Two gray wigs sit on the dressing table. In minutes, Perry will pull on one of those wigs, then slip into the fat suit that hangs with the oversize breasts by the door. An artist will apply the Dermablend makeup, thick enough to cover his beard and transform him into Madea. He will not allow anyone besides those necessary to see this transformation. He is "embarrassed" in that dress, which has brought him so much fame and millions. "When the last zipper goes up and the wig goes on and there she is," Perry says, "I'm very uncomfortable in the costume. . . . You are sitting in a dress and a wig. . . . It's kind of hard to be a man up there when you are looking down at your breasts."
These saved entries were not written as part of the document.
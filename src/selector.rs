//! Adaptive question selection.
//!
//! Greedy and stateless: each call looks only at the answers so far, nudges the target
//! level up or down by one rank, and samples unanswered questions around it. The random
//! source is always passed in, which keeps selection reproducible under a fixed seed.

use std::collections::HashSet;

use rand::seq::SliceRandom;
use rand::Rng;
use tracing::{debug, instrument};

use crate::bank::QuestionBank;
use crate::domain::{Level, Question, UserAnswer};

/// Above this share of correct answers the target moves one rank up.
pub const PROMOTE_RATIO: f64 = 0.7;
/// Below this share of correct answers the target moves one rank down.
pub const DEMOTE_RATIO: f64 = 0.3;

/// Level the next batch should centre on, given the history so far.
pub fn target_level(current: Level, history: &[UserAnswer]) -> Level {
  if history.is_empty() {
    return current;
  }
  let correct = history.iter().filter(|a| a.is_correct).count();
  let ratio = correct as f64 / history.len() as f64;
  let rank = current.rank();

  let target = if ratio > PROMOTE_RATIO && rank < 6 {
    rank + 1
  } else if ratio < DEMOTE_RATIO && rank > 1 {
    rank - 1
  } else {
    rank
  };
  Level::from_rank(target).unwrap_or(current)
}

/// Sample up to `count` unanswered questions within one rank of `target`.
///
/// If the band holds fewer than `count` candidates, every other unanswered question is
/// added to the pool before shuffling. A short result only means the bank ran dry.
pub fn select_around<'a, R: Rng + ?Sized>(
  bank: &'a QuestionBank,
  target: Level,
  history: &[UserAnswer],
  count: usize,
  rng: &mut R,
) -> Vec<&'a Question> {
  let answered: HashSet<&str> = history.iter().map(|a| a.question_id.as_str()).collect();
  let target_rank = i16::from(target.rank());

  let mut pool: Vec<&Question> = bank
    .questions()
    .iter()
    .filter(|q| !answered.contains(q.id.as_str()))
    .filter(|q| (i16::from(q.difficulty.rank()) - target_rank).abs() <= 1)
    .collect();
  let band = pool.len();

  if pool.len() < count {
    let in_pool: HashSet<&str> = pool.iter().map(|q| q.id.as_str()).collect();
    let rest: Vec<&Question> = bank
      .questions()
      .iter()
      .filter(|q| !answered.contains(q.id.as_str()) && !in_pool.contains(q.id.as_str()))
      .collect();
    pool.extend(rest);
  }

  pool.shuffle(rng);
  pool.truncate(count);
  debug!(target: "assessment", target_level = %target, band, pool = pool.len(), count, "Selected question batch");
  pool
}

/// Pick the next batch: compute the target level from `history`, then sample around it.
#[instrument(level = "debug", skip(bank, history, rng), fields(answered = history.len()))]
pub fn select_adaptive_questions<'a, R: Rng + ?Sized>(
  bank: &'a QuestionBank,
  current_level: Level,
  history: &[UserAnswer],
  count: usize,
  rng: &mut R,
) -> Vec<&'a Question> {
  let target = target_level(current_level, history);
  select_around(bank, target, history, count, rng)
}

#[cfg(test)]
mod tests {
  use super::*;
  use rand::rngs::StdRng;
  use rand::SeedableRng;

  use crate::seeds::seed_questions;

  fn bank() -> QuestionBank {
    QuestionBank::new(seed_questions().unwrap()).unwrap()
  }

  fn answers(bank: &QuestionBank, level: Level, total: usize, correct: usize) -> Vec<UserAnswer> {
    bank
      .questions_for_level(level)
      .into_iter()
      .take(total)
      .enumerate()
      .map(|(i, q)| UserAnswer {
        question_id: q.id.clone(),
        selected_answer: q.correct_answer.clone(),
        is_correct: i < correct,
      })
      .collect()
  }

  fn ids(qs: &[&Question]) -> Vec<String> {
    qs.iter().map(|q| q.id.clone()).collect()
  }

  #[test]
  fn empty_history_keeps_level_and_stays_in_band() {
    let bank = bank();
    let mut rng = StdRng::seed_from_u64(1);
    let picked = select_adaptive_questions(&bank, Level::B1, &[], 10, &mut rng);
    assert_eq!(picked.len(), 10);
    assert!(picked.iter().all(|q| matches!(q.difficulty, Level::A2 | Level::B1 | Level::B2)));
    let unique: HashSet<_> = picked.iter().map(|q| q.id.as_str()).collect();
    assert_eq!(unique.len(), 10);
  }

  #[test]
  fn strong_history_moves_target_up() {
    let bank = bank();
    let history = answers(&bank, Level::B1, 10, 9);
    assert_eq!(target_level(Level::B1, &history), Level::B2);
  }

  #[test]
  fn weak_history_moves_target_down() {
    let bank = bank();
    let history = answers(&bank, Level::B1, 10, 2);
    assert_eq!(target_level(Level::B1, &history), Level::A2);
  }

  #[test]
  fn middling_history_keeps_target() {
    let bank = bank();
    // 0.7 and 0.3 exactly are not strict enough to move.
    assert_eq!(target_level(Level::B1, &answers(&bank, Level::B1, 10, 7)), Level::B1);
    assert_eq!(target_level(Level::B1, &answers(&bank, Level::B1, 10, 3)), Level::B1);
  }

  #[test]
  fn target_is_clamped_at_the_ends() {
    let bank = bank();
    assert_eq!(target_level(Level::C2, &answers(&bank, Level::C2, 5, 5)), Level::C2);
    assert_eq!(target_level(Level::A1, &answers(&bank, Level::A1, 5, 0)), Level::A1);
  }

  #[test]
  fn same_seed_same_selection() {
    let bank = bank();
    let history = answers(&bank, Level::B1, 4, 2);
    let a = select_adaptive_questions(&bank, Level::B1, &history, 6, &mut StdRng::seed_from_u64(42));
    let b = select_adaptive_questions(&bank, Level::B1, &history, 6, &mut StdRng::seed_from_u64(42));
    assert_eq!(ids(&a), ids(&b));
  }

  #[test]
  fn never_returns_answered_questions() {
    let bank = bank();
    let history = answers(&bank, Level::B1, 12, 6);
    let answered: HashSet<&str> = history.iter().map(|a| a.question_id.as_str()).collect();
    for seed in 0..20 {
      let picked = select_adaptive_questions(&bank, Level::B1, &history, 12, &mut StdRng::seed_from_u64(seed));
      assert!(picked.iter().all(|q| !answered.contains(q.id.as_str())));
    }
  }

  #[test]
  fn small_band_is_extended_with_other_levels() {
    let bank = bank();
    // A1 band covers A1 and A2 only: 24 questions.
    let picked = select_around(&bank, Level::A1, &[], 30, &mut StdRng::seed_from_u64(3));
    assert_eq!(picked.len(), 30);
    assert!(picked.iter().any(|q| q.difficulty > Level::A2));
    let unique: HashSet<_> = picked.iter().map(|q| q.id.as_str()).collect();
    assert_eq!(unique.len(), 30);
  }

  #[test]
  fn exhausted_bank_gives_short_result() {
    let bank = bank();
    let history: Vec<UserAnswer> = bank
      .questions()
      .iter()
      .skip(3)
      .map(|q| UserAnswer { question_id: q.id.clone(), selected_answer: String::new(), is_correct: false })
      .collect();
    let picked = select_around(&bank, Level::C2, &history, 10, &mut StdRng::seed_from_u64(9));
    assert_eq!(picked.len(), 3);

    let empty = QuestionBank::new(Vec::new()).unwrap();
    assert!(select_around(&empty, Level::B1, &[], 5, &mut StdRng::seed_from_u64(9)).is_empty());
  }
}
In the dressing room, you ask Perry about his childhood. And he says his childhood in New Orleans was full of pain, so much pain that he does not remember one happy moment until he was 28 years old, when he finally had a conversation with his father, a mean man, who cried and told Perry he loved him.
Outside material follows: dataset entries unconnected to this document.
const SEEDS: &[Seed] = &[
  // A1
  s("a1-01", A1, "grammar", "Ich ___ Krankenpfleger.", &["bin", "bist", "ist", "sind"], "bin"),
  s("a1-02", A1, "vocabulary", "Was ist „der Arzt“ auf Englisch?", &["the doctor", "the nurse", "the patient", "the pharmacist"], "the doctor"),
  s("a1-03", A1, "healthcare", "Wo liegt ein Patient im Krankenhaus?", &["im Bett", "im Auto", "im Kino", "im Garten"], "im Bett"),
  s("a1-04", A1, "communication", "Wie begrüßen Sie einen Patienten am Morgen?", &["Guten Morgen!", "Gute Nacht!", "Tschüss!", "Mahlzeit!"], "Guten Morgen!"),
  s("a1-05", A1, "grammar", "___ heißen Sie?", &["Wie", "Wo", "Wer", "Wann"], "Wie"),
  s("a1-06", A1, "vocabulary", "Welches Wort ist ein Körperteil?", &["die Hand", "der Tisch", "das Fenster", "die Tür"], "die Hand"),
  s("a1-07", A1, "healthcare", "Ein Mensch mit Fieber ist ___.", &["krank", "hungrig", "müde", "reich"], "krank"),
  s("a1-08", A1, "grammar", "Das ist ___ Tablette.", &["eine", "ein", "einen", "einem"], "eine"),
  s("a1-09", A1, "communication", "Was sagen Sie, wenn Sie etwas nicht verstehen?", &["Wie bitte?", "Danke schön!", "Gute Besserung!", "Bis morgen!"], "Wie bitte?"),
  s("a1-10", A1, "vocabulary", "Was misst man mit einem Thermometer?", &["die Temperatur", "das Gewicht", "die Größe", "den Puls"], "die Temperatur"),
  s("a1-11", A1, "grammar", "Der Patient ___ Wasser.", &["trinkt", "trinken", "trinkst", "trinke"], "trinkt"),
  s("a1-12", A1, "healthcare", "Wer arbeitet in einer Apotheke?", &["der Apotheker", "der Bäcker", "der Lehrer", "der Koch"], "der Apotheker"),
  // A2
  s("a2-01", A2, "grammar", "Gestern ___ ich Nachtdienst.", &["hatte", "habe", "hat", "hätte"], "hatte"),
  s("a2-02", A2, "healthcare", "Wo tut es Ihnen ___?", &["weh", "gut", "leid", "schön"], "weh"),
  s("a2-03", A2, "vocabulary", "Ein anderes Wort für „Medikament“ ist ___.", &["Arznei", "Verband", "Spritze", "Pflaster"], "Arznei"),
  s("a2-04", A2, "communication", "Wie fragen Sie höflich nach dem Geburtsdatum?", &["Darf ich Ihr Geburtsdatum erfahren?", "Wie alt bist du?", "Geburtstag jetzt!", "Sie sind alt?"], "Darf ich Ihr Geburtsdatum erfahren?"),
  s("a2-05", A2, "grammar", "Nehmen Sie die Tabletten ___ dem Essen.", &["nach", "seit", "ohne", "gegen"], "nach"),
  s("a2-06", A2, "healthcare", "Bei einer Erkältung hat man oft ___.", &["Schnupfen", "einen Knochenbruch", "eine Allergie gegen Sonne", "Zahnschmerzen"], "Schnupfen"),
  s("a2-07", A2, "vocabulary", "Was braucht man für eine Wunde?", &["einen Verband", "einen Löffel", "eine Brille", "einen Schlüssel"], "einen Verband"),
  s("a2-08", A2, "grammar", "Ich habe ___ Kopf Schmerzen.", &["am", "im", "zum", "beim"], "am"),
  s("a2-09", A2, "communication", "Der Patient sagt „Mir ist schlecht.“ Was bedeutet das?", &["Ihm ist übel.", "Er ist traurig.", "Er ist müde.", "Er ist zufrieden."], "Ihm ist übel."),
  s("a2-10", A2, "healthcare", "Wohin bringt man einen Notfall?", &["in die Notaufnahme", "in die Cafeteria", "ins Archiv", "in die Wäscherei"], "in die Notaufnahme"),
  s("a2-11", A2, "grammar", "Sie müssen viel ___.", &["trinken", "trinkt", "getrunken", "trinkst"], "trinken"),
  s("a2-12", A2, "idioms", "„Gute Besserung!“ sagt man zu jemandem, der ___ ist.", &["krank", "verliebt", "verheiratet", "pünktlich"], "krank"),
  // B1
  s("b1-01", B1, "grammar", "Der Patient klagt ___ starke Kopfschmerzen.", &["über", "auf", "an", "mit"], "über"),
  s("b1-02", B1, "healthcare", "Was fragt man bei der Anamnese?", &["nach Vorerkrankungen", "nach dem Lieblingsfilm", "nach dem Urlaubsziel", "nach dem Gehalt"], "nach Vorerkrankungen"),
  s("b1-03", B1, "medical_terminology", "„Hypertonie“ bedeutet ___.", &["Bluthochdruck", "Unterzucker", "Fieber", "Atemnot"], "Bluthochdruck"),
  s("b1-04", B1, "grammar", "Wenn die Schmerzen stärker ___, rufen Sie bitte die Pflege.", &["werden", "wird", "wurden", "worden"], "werden"),
  s("b1-05", B1, "communication", "Wie erklären Sie einem Patienten eine Blutabnahme?", &["Ich nehme Ihnen jetzt etwas Blut ab, es piekst kurz.", "Blut jetzt.", "Arm her!", "Das tut nie weh, versprochen."], "Ich nehme Ihnen jetzt etwas Blut ab, es piekst kurz."),
  s("b1-06", B1, "vocabulary", "Welches Gerät misst den Blutdruck?", &["das Blutdruckmessgerät", "das Stethoskop", "das Skalpell", "der Rollstuhl"], "das Blutdruckmessgerät"),
  s("b1-07", B1, "grammar", "Der Arzt, ___ mich untersucht hat, war sehr freundlich.", &["der", "den", "dem", "dessen"], "der"),
  s("b1-08", B1, "healthcare", "Eine Übergabe findet statt, wenn ___.", &["der Schichtdienst wechselt", "der Patient isst", "die Besuchszeit beginnt", "das Labor schließt"], "der Schichtdienst wechselt"),
  s("b1-09", B1, "medical_terminology", "„Oral“ einnehmen heißt ___.", &["über den Mund", "über die Vene", "unter die Haut", "über die Haut"], "über den Mund"),
  s("b1-10", B1, "idioms", "„Das ist nicht mein Bier“ bedeutet: ___", &["Das ist nicht mein Problem.", "Ich trinke keinen Alkohol.", "Ich habe Durst.", "Das schmeckt mir nicht."], "Das ist nicht mein Problem."),
  s("b1-11", B1, "communication", "Wie fragen Sie nach der Schmerzstärke?", &["Wie stark sind die Schmerzen auf einer Skala von 0 bis 10?", "Sind Sie sicher?", "Warum haben Sie Schmerzen?", "Seit wann sind Sie hier?"], "Wie stark sind die Schmerzen auf einer Skala von 0 bis 10?"),
  s("b1-12", B1, "grammar", "Ich empfehle Ihnen, morgen nüchtern ___.", &["zu kommen", "kommen", "gekommen", "kommt"], "zu kommen"),
  // B2
  s("b2-01", B2, "grammar", "Die Medikation ___ bereits gestern angepasst.", &["wurde", "wird", "würde", "worden"], "wurde"),
  s("b2-02", B2, "medical_terminology", "Eine „Tachykardie“ ist ___.", &["ein zu schneller Herzschlag", "ein zu langsamer Herzschlag", "eine Lungenentzündung", "ein Knochenbruch"], "ein zu schneller Herzschlag"),
  s("b2-03", B2, "healthcare", "Was gehört in eine vollständige Medikamentenanamnese?", &["Dosierung, Einnahmezeitpunkt und Dauer", "nur der Handelsname", "nur die Farbe der Tablette", "nur der Preis"], "Dosierung, Einnahmezeitpunkt und Dauer"),
  s("b2-04", B2, "communication", "Wie reagieren Sie auf einen verunsicherten Angehörigen?", &["Ich verstehe Ihre Sorge. Lassen Sie uns die nächsten Schritte besprechen.", "Das ist nicht meine Aufgabe.", "Beruhigen Sie sich!", "Fragen Sie später nochmal."], "Ich verstehe Ihre Sorge. Lassen Sie uns die nächsten Schritte besprechen."),
  s("b2-05", B2, "grammar", "Hätte der Patient früher angerufen, ___ wir schneller handeln können.", &["hätten", "haben", "hatten", "würden"], "hätten"),
  s("b2-06", B2, "medical_terminology", "„Kontraindiziert“ bedeutet, dass ein Medikament ___.", &["nicht angewendet werden darf", "besonders empfohlen wird", "rezeptfrei ist", "teuer ist"], "nicht angewendet werden darf"),
  s("b2-07", B2, "vocabulary", "Ein „Befund“ ist ___.", &["das Ergebnis einer Untersuchung", "ein Krankenhausbett", "ein Rezept", "ein Termin"], "das Ergebnis einer Untersuchung"),
  s("b2-08", B2, "healthcare", "Wann muss eine Aufklärung vor einer Operation erfolgen?", &["rechtzeitig vorher, damit der Patient überlegen kann", "während der Narkose", "nach der Operation", "gar nicht"], "rechtzeitig vorher, damit der Patient überlegen kann"),
  s("b2-09", B2, "idioms", "„Jemandem auf den Zahn fühlen“ heißt ___.", &["jemanden genau prüfen", "zum Zahnarzt gehen", "Zahnschmerzen haben", "jemanden beißen"], "jemanden genau prüfen"),
  s("b2-10", B2, "grammar", "Trotz ___ Behandlung verschlechterte sich der Zustand.", &["der", "die", "den", "dem"], "der"),
  s("b2-11", B2, "communication", "Welche Formulierung passt in eine Übergabe?", &["Der Patient ist kreislaufstabil, die Vitalparameter sind unauffällig.", "Alles okay, glaube ich.", "Der Typ in Zimmer 4 nervt.", "Keine Ahnung, frag die Nachtschicht."], "Der Patient ist kreislaufstabil, die Vitalparameter sind unauffällig."),
  s("b2-12", B2, "medical_terminology", "Was ist eine „Anämie“?", &["Blutarmut", "Atemstillstand", "Nierenversagen", "Hautausschlag"], "Blutarmut"),
  // C1
  s("c1-01", C1, "grammar", "Die Patientin gab an, sie ___ seit Tagen unter Übelkeit.", &["leide", "leidet", "litt", "gelitten"], "leide"),
  s("c1-02", C1, "medical_terminology", "Eine „idiopathische“ Erkrankung ___.", &["hat keine erkennbare Ursache", "ist ansteckend", "ist erblich", "ist durch Medikamente ausgelöst"], "hat keine erkennbare Ursache"),
  s("c1-03", C1, "healthcare", "Was gehört in einen Arztbrief an den Hausarzt?", &["Diagnosen, Therapieverlauf und Empfehlungen zur Weiterbehandlung", "private Bemerkungen über den Patienten", "nur die Rechnung", "die Dienstpläne der Station"], "Diagnosen, Therapieverlauf und Empfehlungen zur Weiterbehandlung"),
  s("c1-04", C1, "communication", "Wie beginnen Sie ein Gespräch über eine schwere Diagnose?", &["Ich habe die Ergebnisse und möchte sie in Ruhe mit Ihnen besprechen.", "Es sieht schlecht aus.", "Sie haben Krebs.", "Lesen Sie den Befund selbst."], "Ich habe die Ergebnisse und möchte sie in Ruhe mit Ihnen besprechen."),
  s("c1-05", C1, "grammar", "Die ___ Untersuchung ergab keinen pathologischen Befund.", &["durchgeführte", "durchführende", "durchgeführt", "durchzuführen"], "durchgeführte"),
  s("c1-06", C1, "medical_terminology", "„Nosokomial“ bezeichnet eine Infektion, die ___.", &["im Krankenhaus erworben wurde", "von Tieren übertragen wurde", "angeboren ist", "durch Nahrung entsteht"], "im Krankenhaus erworben wurde"),
  s("c1-07", C1, "idioms", "„Etwas auf die leichte Schulter nehmen“ heißt ___.", &["etwas nicht ernst genug nehmen", "etwas tragen", "Schulterschmerzen haben", "etwas sorgfältig prüfen"], "etwas nicht ernst genug nehmen"),
  s("c1-08", C1, "healthcare", "Was ist bei einer Patientenverfügung zu beachten?", &["Sie gibt den vorab festgelegten Willen des Patienten wieder.", "Sie gilt nur im Urlaub.", "Sie ersetzt die Krankenversicherung.", "Der Arzt darf sie ignorieren."], "Sie gibt den vorab festgelegten Willen des Patienten wieder."),
  s("c1-09", C1, "grammar", "Die Nebenwirkungen sind ___ der Dosis zu beobachten.", &["unabhängig von", "ungeachtet", "anstatt", "mittels"], "unabhängig von"),
  s("c1-10", C1, "vocabulary", "Welches Verb passt? „Einen Verdacht ___“", &["äußern", "machen", "tun", "stellen"], "äußern"),
  s("c1-11", C1, "communication", "Wie formulieren Sie eine Bitte an einen Oberarzt am höflichsten?", &["Hätten Sie kurz Zeit, sich den Befund gemeinsam mit mir anzusehen?", "Schauen Sie sich das an.", "Sie müssen jetzt kommen.", "Kommst du mal?"], "Hätten Sie kurz Zeit, sich den Befund gemeinsam mit mir anzusehen?"),
  s("c1-12", C1, "medical_terminology", "Was beschreibt eine „Differentialdiagnose“?", &["alternative Erkrankungen mit ähnlichen Symptomen", "die endgültige Diagnose", "eine Laboruntersuchung", "ein Operationsverfahren"], "alternative Erkrankungen mit ähnlichen Symptomen"),
  // C2
  s("c2-01", C2, "grammar", "___ der Tatsache, dass die Werte stabil sind, verzichten wir auf eine Kontrolle.", &["Angesichts", "Trotz", "Statt", "Infolgedessen"], "Angesichts"),
  s("c2-02", C2, "idioms", "„Mit einem blauen Auge davonkommen“ bedeutet ___.", &["ohne großen Schaden davonkommen", "ein Hämatom haben", "sich prügeln", "müde sein"], "ohne großen Schaden davonkommen"),
  s("c2-03", C2, "medical_terminology", "„Iatrogen“ bedeutet, dass ein Schaden ___.", &["durch ärztliches Handeln verursacht wurde", "genetisch bedingt ist", "durch Unfall entstand", "psychisch bedingt ist"], "durch ärztliches Handeln verursacht wurde"),
  s("c2-04", C2, "healthcare", "Wann darf die Schweigepflicht durchbrochen werden?", &["bei einem rechtfertigenden Notstand oder gesetzlicher Meldepflicht", "wenn Angehörige neugierig sind", "auf Wunsch des Arbeitgebers", "nie, unter keinen Umständen"], "bei einem rechtfertigenden Notstand oder gesetzlicher Meldepflicht"),
  s("c2-05", C2, "grammar", "Die Therapie ist, ___ sie frühzeitig begonnen wird, meist erfolgreich.", &["sofern", "obwohl", "damit", "indem"], "sofern"),
  s("c2-06", C2, "communication", "Welche Antwort entkräftet den Vorwurf eines Angehörigen am sachlichsten?", &["Ich kann Ihren Ärger nachvollziehen und erläutere Ihnen gern, wie die Entscheidung zustande kam.", "Das stimmt einfach nicht.", "Beschweren Sie sich doch.", "Dafür bin ich nicht zuständig."], "Ich kann Ihren Ärger nachvollziehen und erläutere Ihnen gern, wie die Entscheidung zustande kam."),
  s("c2-07", C2, "idioms", "„Den Teufel mit dem Beelzebub austreiben“ heißt ___.", &["ein Übel durch ein ebenso schlimmes ersetzen", "eine Krankheit heilen", "sehr religiös sein", "vorsichtig handeln"], "ein Übel durch ein ebenso schlimmes ersetzen"),
  s("c2-08", C2, "medical_terminology", "Was bedeutet „inapparent“ bei einer Infektion?", &["ohne klinische Symptome", "besonders schwer", "chronisch", "ansteckend über Luft"], "ohne klinische Symptome"),
  s("c2-09", C2, "grammar", "Es sei darauf hingewiesen, dass die Studie nur begrenzt ___ ist.", &["aussagekräftig", "aussagend", "ausgesagt", "aussagbar"], "aussagekräftig"),
  s("c2-10", C2, "vocabulary", "Welches Wort ist ein Synonym für „lindern“?", &["mildern", "verschärfen", "verursachen", "verschweigen"], "mildern"),
  s("c2-11", C2, "healthcare", "Was kennzeichnet eine „informierte Einwilligung“?", &["Der Patient stimmt nach verständlicher Aufklärung über Nutzen und Risiken zu.", "Der Patient unterschreibt ohne Erklärung.", "Die Angehörigen entscheiden allein.", "Die Einwilligung erfolgt nachträglich."], "Der Patient stimmt nach verständlicher Aufklärung über Nutzen und Risiken zu."),
  s("c2-12", C2, "communication", "Wie relativieren Sie eine Prognose angemessen?", &["Statistisch ist das der häufigste Verlauf, im Einzelfall kann es jedoch anders kommen.", "Sie werden sicher wieder gesund.", "Da ist nichts mehr zu machen.", "Prognosen sind Unsinn."], "Statistisch ist das der häufigste Verlauf, im Einzelfall kann es jedoch anders kommen."),
];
It is that kind of pain and the characters he witnessed as a child that seep into his subconscious so deep they come forth when he is writing his plays and movies. And they connect with a wider audience, many of whom write on message boards at his Web site that the plays have saved their very lives, given them reason to go on, reason to laugh, reason to forgive.
And as long as Tyler hears that, he will keep going despite the criticism he gets from some bourgeois blacks who say his plays have set the race back, calling them minstrel shows on the "chitlin circuit."
"There was a comment from a man who does a black theater festival who came to me and said, 'Until you elevate your theater, you won't be invited.' But I say, 'Who said this theater is better than my brand of theater? Who says this is legitimate and this is not?' " He remembers talking to August Wilson at a reception after seeing "Seven Guitars." Perry told Wilson what people said about Perry's plays. Wilson told him the plays were genuine theater.
And that was all Perry needed to go on.
"She has taken on a life of her own."
He continues: "A lot of people don't have money for therapy. . . . A lot of the stuff comes to me when I'm onstage. It keeps the show fresh. I can't do Broadway."
Perry was born in New Orleans in September 1969. You stop him. You don't know why but you ask him his zodiac sign. Maybe because so many of your friends told you to ask him what his sign is and whether he is married. Because a brother like this who writes plays in which the single black sister always rides off in the end with the fine black brother who reads her poetry must be special. You save that question for later. (He says he is not married. "There is a very, very special woman I love very much." Says they have been dating one year. "She completely inspires me on so many levels." But there is no plan for marriage anytime soon. "I'm so consumed with everything. Once I'm married, she and the kids will take priority.")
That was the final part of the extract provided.